Хлеб — он навроде бога. Только бог в душе, а хлеб — во всем и всюду. Он и в зыбке, разжеванный бабкой, — заместо материнской груди; и на свадебном пиру — румяным пирогом; и в короткую минуту отдыха на пашне — добрым ломтем; и на бранном поле, в котомке — заветным сухариком; и на свежем могильном холмике памятью о тебе — малой крошечкой.
Хлеб — всем трудам венец. Хлеб — извечная мера блага.
Этим летом рожь собрали знатную! Миром порешили: не тянуть, рассчитаться с государством. И надо ж такая беда, когда до элеватора меньше версты!
Так же вот раз на японской… Прижали к речке пехотный их полк с обозом. Весь день, отходя, отбивались. Зацепиться было не за что: куда ни глянь — лысые сопки. А тут еще речка! Помеха по военным меркам не ахти какая, но все же: лед не окреп, а вода, судя по крутым берегам, не мелкая. За речкой, опять же, голая степь с морозными ветрами. До основных сил три перехода. Ясное дело — в мокрой одежде далеко не уйдешь.
Зашептались в ротах о круговой обороне. Раз уж выпала судьбина, так хоть подороже жизню отдать за царя и отечество. Иного мнения, однако, был полковой командир. У него приказ: сохранить полк и довести обоз в нужное место и к нужному часу.
В тех краях темнеет мигом. Цигарку сворачивал днем, докуривай ночью. Выставили боевое охранение, разбили лагерь. Япошки тоже не дураки: кто же ночью воюет? Для острастки тресканут из пулемета: тута мы, дескать, и снова тихо.
Полковой собрал господ-офицеров, покурили, потыкали саблями в лед. Потом фельдфебели довели приказ: «Коней распрячь, повозки разгрузить и по две в ряд в речку!»

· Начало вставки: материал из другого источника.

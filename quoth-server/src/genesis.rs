//! Genesis (C12, §4.12).
//!
//! `quoth_genesis` doesn't run any code server-side — it hands the calling
//! agent a fixed, parameterized system prompt that instructs it to scan the
//! connected repository itself and submit what it finds back through
//! `quoth_propose_update`. This module only builds that prompt text.
//!
//! Grounded on the teacher's `agents.rs` `TomlAgent`/`AgentPrompt` shape: a
//! static system prompt plus a fixed tool list, the same idiom scaled down
//! to one hardcoded persona instead of a registry of many.

const BASE_PROMPT: &str = "\
You are the Genesis Architect, tasked with bootstrapping documentation \
for a codebase that has none yet. Work through the following steps:

1. Scan the repository's structure, entry points, and build configuration \
to understand what this system does and how it's assembled.
2. Deduce its architecture: major components, how they communicate, and \
the data that flows between them.
3. Extract recurring patterns: testing conventions, error handling, \
naming, and anything else a new contributor would need to follow.
4. Submit what you find as documents via quoth_propose_update, one per \
logical topic (architecture, testing patterns, contracts), rather than a \
single monolithic document.

Do not execute or modify any code. Your output is documentation only.";

/// A prompt ready to hand to the calling agent.
pub struct GenesisPrompt {
    pub system: String,
    pub tools: Vec<String>,
}

/// Build the Genesis prompt, optionally narrowing scope with `focus` and
/// hinting the primary language with `language_hint` (§4.12).
pub fn build(focus: Option<&str>, language_hint: Option<&str>) -> GenesisPrompt {
    let mut system = BASE_PROMPT.to_string();

    if let Some(focus) = focus {
        system.push_str(&format!(
            "\n\nScope: update only documentation related to \"{focus}\". \
Leave unrelated documents untouched."
        ));
    }

    if let Some(language_hint) = language_hint {
        system.push_str(&format!(
            "\n\nThe codebase is primarily written in {language_hint}; tailor \
pattern extraction to idioms and tooling common in that language."
        ));
    }

    GenesisPrompt {
        system,
        tools: vec!["quoth_propose_update".to_string(), "quoth_read_doc".to_string()],
    }
}

#[cfg(test)]
mod tests {
    use super::*;

    #[test]
    fn base_prompt_names_all_four_steps() {
        let prompt = build(None, None);
        for marker in ["1.", "2.", "3.", "4."] {
            assert!(prompt.system.contains(marker));
        }
    }

    #[test]
    fn focus_narrows_scope_in_prompt() {
        let prompt = build(Some("authentication"), None);
        assert!(prompt.system.contains("authentication"));
        assert!(prompt.system.contains("update only"));
    }

    #[test]
    fn language_hint_is_appended() {
        let prompt = build(None, Some("Rust"));
        assert!(prompt.system.contains("Rust"));
    }
}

Так и сделали. Но на середине стали телеги уходить под воду. Все ж таки не зря у нее, у речки, берега крутые.
Подошел полковой:
— Ну что, братцы! Обхитрим япошку! Только, чур, патроны беречь пуще глаза! Чтобы все до одного ящичка! Кто мы без патронов, верно? Поручик, — обратился он к начальнику обоза, — чем еще богаты?

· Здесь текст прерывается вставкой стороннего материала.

//! Configuration, sourced from environment variables per §6's env var
//! table (the teacher reads a TOML file; this server reads `std::env`
//! instead, since every config knob here is a per-deployment secret or
//! endpoint rather than a tunable retrieval parameter).

use anyhow::{Context, Result};

#[derive(Debug, Clone)]
pub struct Config {
    pub app_url: String,
    pub jwt_secret: String,
    pub identity_provider_url: Option<String>,
    pub identity_provider_service_key: Option<String>,
    pub embedding: EmbeddingConfig,
    pub reranker: Option<RerankerConfig>,
    pub rag_worker: Option<RagWorkerConfig>,
    pub bus_signing_secret: String,
    pub database_url: String,
    pub server: ServerConfig,
    pub indexer: IndexerConfig,
}

#[derive(Debug, Clone)]
pub struct EmbeddingConfig {
    pub provider_url: String,
    pub provider_key: String,
}

#[derive(Debug, Clone)]
pub struct RerankerConfig {
    pub provider_key: String,
}

#[derive(Debug, Clone)]
pub struct RagWorkerConfig {
    pub url: String,
    pub key: String,
    /// Optional fallback endpoint, per §6.
    pub fallback_url: Option<String>,
    pub fallback_key: Option<String>,
}

#[derive(Debug, Clone)]
pub struct ServerConfig {
    pub bind: String,
}

#[derive(Debug, Clone)]
pub struct IndexerConfig {
    /// Inter-chunk embed pacing. Default ~4s (conservative mode); 0 in
    /// burst mode, per §4.4 step 9.
    pub embed_pacing: std::time::Duration,
}

fn env_var(name: &str) -> Result<String> {
    std::env::var(name).with_context(|| format!("missing required environment variable {name}"))
}

const DEFAULT_BUS_SECRET: &str = "quoth-dev-insecure-bus-secret";

/// Load configuration from the process environment, per §6.
pub fn load_from_env() -> Result<Config> {
    let app_url = env_var("APP_URL")?;
    let jwt_secret = env_var("JWT_SECRET")?;
    let database_url = env_var("DATABASE_URL")?;

    let identity_provider_url = std::env::var("IDENTITY_PROVIDER_URL").ok();
    let identity_provider_service_key = std::env::var("IDENTITY_PROVIDER_SERVICE_KEY").ok();

    let embedding = EmbeddingConfig {
        provider_url: env_var("EMBEDDING_PROVIDER_URL")?,
        provider_key: env_var("EMBEDDING_PROVIDER_KEY")?,
    };

    let reranker = std::env::var("RERANKER_PROVIDER_KEY")
        .ok()
        .map(|provider_key| RerankerConfig { provider_key });

    let rag_worker = match (
        std::env::var("RAG_WORKER_URL").ok(),
        std::env::var("RAG_WORKER_KEY").ok(),
    ) {
        (Some(url), Some(key)) => Some(RagWorkerConfig {
            url,
            key,
            fallback_url: std::env::var("RAG_WORKER_FALLBACK_URL").ok(),
            fallback_key: std::env::var("RAG_WORKER_FALLBACK_KEY").ok(),
        }),
        _ => None,
    };

    let bus_signing_secret = match std::env::var("BUS_SIGNING_SECRET") {
        Ok(v) => v,
        Err(_) => {
            tracing::warn!(
                "BUS_SIGNING_SECRET not set; falling back to an insecure default. \
                 Agent envelope signatures will not be trustworthy across restarts."
            );
            DEFAULT_BUS_SECRET.to_string()
        }
    };

    let server = ServerConfig {
        bind: std::env::var("BIND_ADDR").unwrap_or_else(|_| "0.0.0.0:8080".to_string()),
    };

    let pacing_ms: u64 = std::env::var("INDEXER_EMBED_PACING_MS")
        .ok()
        .and_then(|v| v.parse().ok())
        .unwrap_or(4_000);
    let indexer = IndexerConfig {
        embed_pacing: std::time::Duration::from_millis(pacing_ms),
    };

    let config = Config {
        app_url,
        jwt_secret,
        identity_provider_url,
        identity_provider_service_key,
        embedding,
        reranker,
        rag_worker,
        bus_signing_secret,
        database_url,
        server,
        indexer,
    };

    validate(&config)?;
    Ok(config)
}

fn validate(config: &Config) -> Result<()> {
    if config.app_url.trim().is_empty() {
        anyhow::bail!("APP_URL must not be empty");
    }
    if config.jwt_secret.len() < 16 {
        anyhow::bail!("JWT_SECRET must be at least 16 characters");
    }
    if config.database_url.trim().is_empty() {
        anyhow::bail!("DATABASE_URL must not be empty");
    }
    Ok(())
}

#[cfg(test)]
mod tests {
    use super::*;

    #[test]
    fn rejects_short_jwt_secret() {
        let config = Config {
            app_url: "https://example.com".into(),
            jwt_secret: "short".into(),
            identity_provider_url: None,
            identity_provider_service_key: None,
            embedding: EmbeddingConfig {
                provider_url: "https://embed.example.com".into(),
                provider_key: "k".into(),
            },
            reranker: None,
            rag_worker: None,
            bus_signing_secret: "secret".into(),
            database_url: "postgres://localhost/quoth".into(),
            server: ServerConfig {
                bind: "0.0.0.0:8080".into(),
            },
            indexer: IndexerConfig {
                embed_pacing: std::time::Duration::from_secs(4),
            },
        };
        assert!(validate(&config).is_err());
    }
}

— Неприкосновенный запас овса, господин полковник! Несколько подвод сухарей, галеты…
— Вот и прекрасно! Неприкосновенный потому так и именуется, что к нему без нужды прикасаться не должно. Овес, поручик, беречь! Все остальное — да простит меня господь! — на переправу. Выстелить досуха! В такую пору за солдата с мокрыми ногами никто и полушки не даст. А без галет петербургских денек-другой — живы будем, не помрем. Так что ли, братцы?
Перевели коней, перетащили телеги с ранеными. Перенесли все до единого ящика с патронами и снарядами.

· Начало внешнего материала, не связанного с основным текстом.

use serde::{Deserialize, Serialize};
use std::fs;
use std::path::{Path, PathBuf};

use crate::app_dirs::AppDirs;
use crate::difficulty::Difficulty;

pub const DEFAULT_FRAME_RATE_MS: u64 = 16;

#[derive(Debug, Clone, Serialize, Deserialize, PartialEq)]
#[serde(default)]
pub struct Config {
    pub difficulty: Difficulty,
    pub frame_rate_ms: u64,
}

impl Default for Config {
    fn default() -> Self {
        Self {
            difficulty: Difficulty::default(),
            frame_rate_ms: DEFAULT_FRAME_RATE_MS,
        }
    }
}

pub trait ConfigStore {
    fn load(&self) -> Config;
    fn save(&self, cfg: &Config) -> crate::error::Result<()>;
}

#[derive(Debug, Clone)]
pub struct FileConfigStore {
    path: PathBuf,
}

impl FileConfigStore {
    #[allow(clippy::new_without_default)]
    pub fn new() -> Self {
        Self {
            path: AppDirs::config_path(),
        }
    }

    pub fn with_path<P: AsRef<Path>>(p: P) -> Self {
        Self {
            path: p.as_ref().to_path_buf(),
        }
    }
}

impl Default for FileConfigStore {
    fn default() -> Self {
        Self::new()
    }
}

impl ConfigStore for FileConfigStore {
    /// Missing or unreadable files fall back to defaults.
    fn load(&self) -> Config {
        match fs::read(&self.path) {
            Ok(bytes) => serde_json::from_slice::<Config>(&bytes).unwrap_or_else(|e| {
                tracing::warn!(path = %self.path.display(), error = %e, "ignoring malformed config");
                Config::default()
            }),
            Err(_) => Config::default(),
        }
    }

    fn save(&self, cfg: &Config) -> crate::error::Result<()> {
        if let Some(parent) = self.path.parent() {
            fs::create_dir_all(parent)?;
        }
        let data = serde_json::to_vec_pretty(cfg)?;
        fs::write(&self.path, data)?;
        Ok(())
    }
}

Он среди первых вел по шаткой переправе навьюченного ящиками коня и молился. Не мог он, солдат по нужде, хлебороб по духу, простить ни полковнику, ни себе дьявольского хруста у себя под ногами и под копытами своего коня! То похрустывали не успевшие размокнуть сухари. Сухари из трудного хлебушка.